Nora Bossong feierte mit 39 Jahren ihre Erstkommunion
Endlich dazugehörig
Foto: Borst-Stiftung
Nora Bossong erinnert sich noch gut an diesen besonderen Tag im Oktober 2021. In der Berliner Canisiusgemeinde feierte die damals 39-Jährige ihre Erstkommunion. „Es war der erste Todestag meines Vaters. Ein trauriger Anlass – dem ich etwas Schönes entgegensetzen wollte“, sagt sie. Einige wenige Frauen, die regelmäßig den Werktagsgottesdienst in der Gemeinde besuchen, saßen in den Bänken. „Normalerweise ist ja nicht so viel los unter der Woche“, sagt Bossong. „Freunde von mir waren mit dabei, die sehr unterschiedlich zur Kirche stehen: gläubig, ausgetreten, protestantisch, katholisch, interessiert.“
Bossong ist eine sehr bekannte deutsche Schriftstellerin und wurde unter anderem 2020 mit dem Thomas-Mann-Preis ausgezeichnet. Sie lebt und arbeitet hauptsächlich in Berlin. Aufgewachsen ist sie in Hamburg und Bremen. Dort besuchte sie mit ihrem Vater regelmäßig Gottesdienste. „Er war der katholische Part in meiner Familie und es war uns beiden wichtig, am Sonntag in die Kirche zu gehen“, sagt sie.

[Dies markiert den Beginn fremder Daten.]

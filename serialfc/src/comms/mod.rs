//! Control-channel plumbing between a `Port` and the driver.
//!
//! `ControlChannel` is the only capability the port layer consumes: one
//! synchronous request/response exchange per call. The Windows
//! implementation lives in [`ioctl`]; tests drive `Port` through fakes.

#[cfg(windows)]
pub mod ioctl;
pub mod wire;

use crate::error::{DeviceFault, TransportError};
use shared::ControlCode;

/// One outbound control request.
#[derive(Debug, Clone, Copy, PartialEq, Eq)]
pub struct ControlRequest<'a> {
    pub code:       ControlCode,
    pub input:      Option<&'a [u8]>,
    pub output_len: usize,
}

impl<'a> ControlRequest<'a> {
    pub fn new(code: ControlCode, input: Option<&'a [u8]>, output_len: usize) -> Self {
        Self { code, input, output_len }
    }

    pub fn input_len(&self) -> usize {
        self.input.map_or(0, <[u8]>::len)
    }
}

/// A handle that can carry driver control requests.
///
/// `control` returns exactly the bytes the driver produced, which may be
/// fewer than `output_len`; length validation is the caller's job.
/// Implementations see one request at a time (`&mut self`).
pub trait ControlChannel {
    fn control(&mut self, request: &ControlRequest<'_>) -> Result<Vec<u8>, DeviceFault>;

    /// Release the underlying handle, reporting failures.
    fn close(self) -> Result<(), TransportError>
    where
        Self: Sized,
    {
        Ok(())
    }
}

impl<C: ControlChannel + ?Sized> ControlChannel for &mut C {
    fn control(&mut self, request: &ControlRequest<'_>) -> Result<Vec<u8>, DeviceFault> {
        (**self).control(request)
    }
}

impl<C: ControlChannel> ControlChannel for Box<C> {
    fn control(&mut self, request: &ControlRequest<'_>) -> Result<Vec<u8>, DeviceFault> {
        (**self).control(request)
    }

    fn close(self) -> Result<(), TransportError> {
        (*self).close()
    }
}
// src/config/model.rs

use log::LevelFilter;
use serde::Deserialize;
use thiserror::Error;

use crate::port::PortProfile;

/// Top-level runtime config (`serialfc.toml`)
#[derive(Debug, Deserialize)]
#[serde(deny_unknown_fields)]
pub struct Config {
    #[serde(default)]
    pub logging: LoggingConfig,
    pub port:    PortConfig,
    #[serde(default)]
    pub profile: PortProfile,
}

/// Mirror of the `[logging]` table
#[derive(Debug, Deserialize)]
pub struct LoggingConfig {
    #[serde(default)]            pub enable: bool,
    #[serde(default)]            pub file:   Option<String>,
    #[serde(default = "default_level")] pub level: String,
}
fn default_level() -> String { "INFO".into() }

impl Default for LoggingConfig {
    fn default() -> Self {
        Self { enable: false, file: None, level: default_level() }
    }
}

impl LoggingConfig {
    pub fn level_filter(&self) -> Result<LevelFilter, ConfigError> {
        match self.level.to_uppercase().as_str() {
            "OFF"   => Ok(LevelFilter::Off),
            "ERROR" => Ok(LevelFilter::Error),
            "WARN"  => Ok(LevelFilter::Warn),
            "INFO"  => Ok(LevelFilter::Info),
            "DEBUG" => Ok(LevelFilter::Debug),
            "TRACE" => Ok(LevelFilter::Trace),
            _       => Err(ConfigError::InvalidLevel(self.level.clone())),
        }
    }
}

/// Mirror of the `[port]` table; `path` wins over `number`.
#[derive(Debug, Deserialize)]
#[serde(deny_unknown_fields)]
pub struct PortConfig {
    #[serde(default)] pub number: Option<u32>,
    #[serde(default)] pub path:   Option<String>,
}

impl PortConfig {
    pub fn device_path(&self) -> Result<String, ConfigError> {
        match (&self.path, self.number) {
            (Some(path), _)      => Ok(path.clone()),
            (None, Some(number)) => Ok(shared::constants::device_path(number)),
            (None, None)         => Err(ConfigError::MissingPort),
        }
    }
}

/// All the ways config loading can go wrong
#[derive(Debug, Error)]
pub enum ConfigError {
    #[error("invalid log level '{0}'")]
    InvalidLevel(String),

    #[error("[port] needs either `number` or `path`")]
    MissingPort,

    #[error("I/O error: {0}")]
    Io(#[from] std::io::Error),

    #[error("TOML parse error: {0}")]
    Toml(#[from] toml::de::Error),
}
//! IOCTL communication with the SerialFC driver.
//!
//! Wraps `CreateFileW` / `DeviceIoControl` / `CloseHandle` behind
//! [`ControlChannel`], mapping Win32 error codes onto [`DeviceFault`] and
//! [`TransportError`].

use std::{
    ffi::{OsStr, c_void},
    io, mem,
    os::windows::prelude::OsStrExt,
    ptr,
};

use shared::constants::device_path;
use windows_sys::Win32::{
    Foundation::{
        CloseHandle, ERROR_ACCESS_DENIED, ERROR_FILE_NOT_FOUND, ERROR_INVALID_FUNCTION,
        ERROR_INVALID_HANDLE, ERROR_NOT_SUPPORTED, ERROR_PATH_NOT_FOUND, GENERIC_READ,
        GENERIC_WRITE, HANDLE, INVALID_HANDLE_VALUE,
    },
    Storage::FileSystem::{
        CreateFileW, FILE_ATTRIBUTE_NORMAL, FILE_SHARE_READ, FILE_SHARE_WRITE, OPEN_EXISTING,
    },
    System::IO::DeviceIoControl,
};

use super::{ControlChannel, ControlRequest};
use crate::error::{DeviceFault, TransportError};

/// RAII wrapper around an open COM port handle: opened on construction,
/// closed on drop unless `close` already did it.
pub struct ComPort {
    handle: HANDLE,
    path:   String,
}

// The handle is owned exclusively; requests are serialized through `&mut self`.
unsafe impl Send for ComPort {}

impl ComPort {
    /// Open `\\.\COM<port_number>`.
    pub fn connect(port_number: u32) -> Result<Self, TransportError> {
        Self::open(&device_path(port_number))
    }

    /// Open an arbitrary device path for synchronous read/write.
    pub fn open(path: &str) -> Result<Self, TransportError> {
        let wide: Vec<u16> = OsStr::new(path)
            .encode_wide()
            .chain(Some(0))
            .collect();

        let handle = unsafe {
            CreateFileW(
                wide.as_ptr(),
                GENERIC_READ | GENERIC_WRITE,
                FILE_SHARE_READ | FILE_SHARE_WRITE,
                ptr::null(),
                OPEN_EXISTING,
                FILE_ATTRIBUTE_NORMAL,
                ptr::null_mut(),
            )
        };
        if handle == INVALID_HANDLE_VALUE {
            return Err(open_error(path, io::Error::last_os_error()));
        }

        log::info!("Opened {path}");
        Ok(Self { handle, path: path.to_owned() })
    }
}

impl ControlChannel for ComPort {
    fn control(&mut self, request: &ControlRequest<'_>) -> Result<Vec<u8>, DeviceFault> {
        let (in_ptr, in_len): (*const c_void, u32) = match request.input {
            Some(bytes) => (bytes.as_ptr().cast(), bytes.len() as u32),
            None => (ptr::null(), 0),
        };

        let mut out = vec![0u8; request.output_len];
        let out_ptr: *mut c_void = if out.is_empty() {
            ptr::null_mut()
        } else {
            out.as_mut_ptr().cast()
        };
        let mut returned: u32 = 0;

        let ok = unsafe {
            DeviceIoControl(
                self.handle,
                request.code.raw(),
                in_ptr,
                in_len,
                out_ptr,
                out.len() as u32,
                &mut returned,
                ptr::null_mut(),
            )
        };
        if ok == 0 {
            return Err(device_fault(io::Error::last_os_error()));
        }

        out.truncate(returned as usize);
        Ok(out)
    }

    fn close(mut self) -> Result<(), TransportError> {
        let handle = mem::replace(&mut self.handle, INVALID_HANDLE_VALUE);
        if unsafe { CloseHandle(handle) } == 0 {
            return Err(TransportError::Io {
                target: self.path.clone(),
                source: io::Error::last_os_error(),
            });
        }
        log::info!("Closed {}", self.path);
        Ok(())
    }
}

impl Drop for ComPort {
    fn drop(&mut self) {
        if self.handle != INVALID_HANDLE_VALUE && unsafe { CloseHandle(self.handle) } == 0 {
            log::warn!(
                "CloseHandle on {} failed: {}",
                self.path,
                io::Error::last_os_error()
            );
        }
    }
}

fn open_error(path: &str, err: io::Error) -> TransportError {
    match err.raw_os_error().map(|code| code as u32) {
        Some(ERROR_FILE_NOT_FOUND | ERROR_PATH_NOT_FOUND) => TransportError::NotFound(path.into()),
        Some(ERROR_ACCESS_DENIED) => TransportError::PermissionDenied(path.into()),
        _ => TransportError::Io { target: path.into(), source: err },
    }
}

fn device_fault(err: io::Error) -> DeviceFault {
    match err.raw_os_error().map(|code| code as u32) {
        Some(ERROR_NOT_SUPPORTED | ERROR_INVALID_FUNCTION) => DeviceFault::Unsupported,
        Some(ERROR_INVALID_HANDLE) => DeviceFault::InvalidHandle,
        Some(ERROR_ACCESS_DENIED) => DeviceFault::PermissionDenied,
        _ => DeviceFault::Os(err),
    }
}
// src/error.rs
//! Error taxonomy for the control layer.
//!
//! `TransportError` covers acquiring and releasing the port handle,
//! `DeviceFault` is why a single control request failed, and
//! `SerialFcError` is what every `Port` accessor returns.

use shared::ControlCode;
use std::io;
use thiserror::Error;

/// Opening or closing the port failed.
#[derive(Debug, Error)]
pub enum TransportError {
    #[error("port '{0}' not found")]
    NotFound(String),

    #[error("insufficient permissions to open '{0}'")]
    PermissionDenied(String),

    #[error("I/O error on '{target}': {source}")]
    Io {
        target: String,
        #[source]
        source: io::Error,
    },
}

/// Why the driver rejected (or garbled) a control request.
#[derive(Debug, Error)]
pub enum DeviceFault {
    #[error("operation not supported by this card")]
    Unsupported,

    #[error("handle is closed or invalid")]
    InvalidHandle,

    #[error("insufficient privilege")]
    PermissionDenied,

    #[error("expected {expected} response byte(s), driver returned {actual}")]
    LengthMismatch { expected: usize, actual: usize },

    #[error("OS error: {0}")]
    Os(#[from] io::Error),
}

#[derive(Debug, Error)]
pub enum SerialFcError {
    #[error(transparent)]
    Transport(#[from] TransportError),

    #[error("control request {code} failed: {source}")]
    Device {
        code: ControlCode,
        #[source]
        source: DeviceFault,
    },

    #[error("card reported unrecognized type {0}")]
    UnrecognizedCardType(u32),

    #[error("'{0}' cannot be read back")]
    UnsupportedOperation(&'static str),
}

impl SerialFcError {
    /// The device-level cause, when a control request was issued.
    pub fn fault(&self) -> Option<&DeviceFault> {
        match self {
            SerialFcError::Device { source, .. } => Some(source),
            _ => None,
        }
    }

    /// True when the card does not implement the requested feature.
    pub fn is_unsupported(&self) -> bool {
        matches!(self.fault(), Some(DeviceFault::Unsupported))
    }
}

pub type Result<T> = std::result::Result<T, SerialFcError>;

Die Erstkommunion hat sie einfach verpasst
In Bremen nahm sie noch an der Vorbereitung zur Erstkommunion teil. Doch in diese Zeit fiel der Umzug nach Hamburg. „Es war alles unglaublich stressig – und dann haben wir irgendwie den Zeitpunkt verpasst, dass er mich in der katholischen Gemeinde anmeldet, die gibt es ja im protestantischen Hamburg auch nicht wie Sand am Meer“, sagt Bossong. So habe sie ihre Erstkommunion schlicht verpasst.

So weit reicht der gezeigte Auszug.